MATERIAL PROVIDED below:

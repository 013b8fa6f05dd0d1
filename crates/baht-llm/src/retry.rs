// Exponential backoff for transient AI failures.

use std::future::Future;
use std::time::Duration;

use baht_core::config::AiConfig;
use tracing::warn;

use crate::error::LlmError;

#[derive(Debug, Clone, PartialEq)]
pub struct RetryPolicy {
    /// Total attempts, including the first.
    pub max_attempts: u32,
    pub initial_backoff: Duration,
    pub multiplier: u32,
}

impl Default for RetryPolicy {
    fn default() -> Self {
        Self {
            max_attempts: 3,
            initial_backoff: Duration::from_millis(500),
            multiplier: 2,
        }
    }
}

impl RetryPolicy {
    pub fn from_config(ai: &AiConfig) -> Self {
        Self {
            max_attempts: ai.max_attempts.max(1),
            initial_backoff: Duration::from_millis(ai.initial_backoff_ms),
            multiplier: ai.backoff_multiplier.max(1),
        }
    }

    /// Delay before attempt `attempt + 1`, where `attempt` counts from 1.
    pub fn backoff_after(&self, attempt: u32) -> Duration {
        let factor = self.multiplier.saturating_pow(attempt.saturating_sub(1));
        self.initial_backoff.saturating_mul(factor)
    }
}

/// Run `op` until it succeeds, fails with a non-retryable error, or
/// `policy.max_attempts` is used up. Returns the last error on failure.
pub async fn retry_with_backoff<T, F, Fut>(
    policy: &RetryPolicy,
    label: &str,
    mut op: F,
) -> Result<T, LlmError>
where
    F: FnMut() -> Fut,
    Fut: Future<Output = Result<T, LlmError>>,
{
    let mut attempt = 1;
    loop {
        match op().await {
            Ok(value) => return Ok(value),
            Err(err) if err.is_retryable() && attempt < policy.max_attempts => {
                let delay = policy.backoff_after(attempt);
                warn!(
                    label,
                    attempt,
                    max_attempts = policy.max_attempts,
                    delay_ms = delay.as_millis() as u64,
                    error = %err,
                    "AI call failed, retrying"
                );
                tokio::time::sleep(delay).await;
                attempt += 1;
            }
            Err(err) => return Err(err),
        }
    }
}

End of MATERIAL PROVIDED.

**WHAT THE TASK ASKS**
Starting at the line with "impl Default for", restate each line through the end of the records, both ends included, and stop there.

**WRITTEN ANSWER**
impl Default for RetryPolicy {
    fn default() -> Self {
        Self {
            max_attempts: 3,
            initial_backoff: Duration::from_millis(500),
            multiplier: 2,
        }
    }
}

impl RetryPolicy {
    pub fn from_config(ai: &AiConfig) -> Self {
        Self {
            max_attempts: ai.max_attempts.max(1),
            initial_backoff: Duration::from_millis(ai.initial_backoff_ms),
            multiplier: ai.backoff_multiplier.max(1),
        }
    }

    /// Delay before attempt `attempt + 1`, where `attempt` counts from 1.
    pub fn backoff_after(&self, attempt: u32) -> Duration {
        let factor = self.multiplier.saturating_pow(attempt.saturating_sub(1));
        self.initial_backoff.saturating_mul(factor)
    }
}

/// Run `op` until it succeeds, fails with a non-retryable error, or
/// `policy.max_attempts` is used up. Returns the last error on failure.
pub async fn retry_with_backoff<T, F, Fut>(
    policy: &RetryPolicy,
    label: &str,
    mut op: F,
) -> Result<T, LlmError>
where
    F: FnMut() -> Fut,
    Fut: Future<Output = Result<T, LlmError>>,
{
    let mut attempt = 1;
    loop {
        match op().await {
            Ok(value) => return Ok(value),
            Err(err) if err.is_retryable() && attempt < policy.max_attempts => {
                let delay = policy.backoff_after(attempt);
                warn!(
                    label,
                    attempt,
                    max_attempts = policy.max_attempts,
                    delay_ms = delay.as_millis() as u64,
                    error = %err,
                    "AI call failed, retrying"
                );
                tokio::time::sleep(delay).await;
                attempt += 1;
            }
            Err(err) => return Err(err),
        }
    }
}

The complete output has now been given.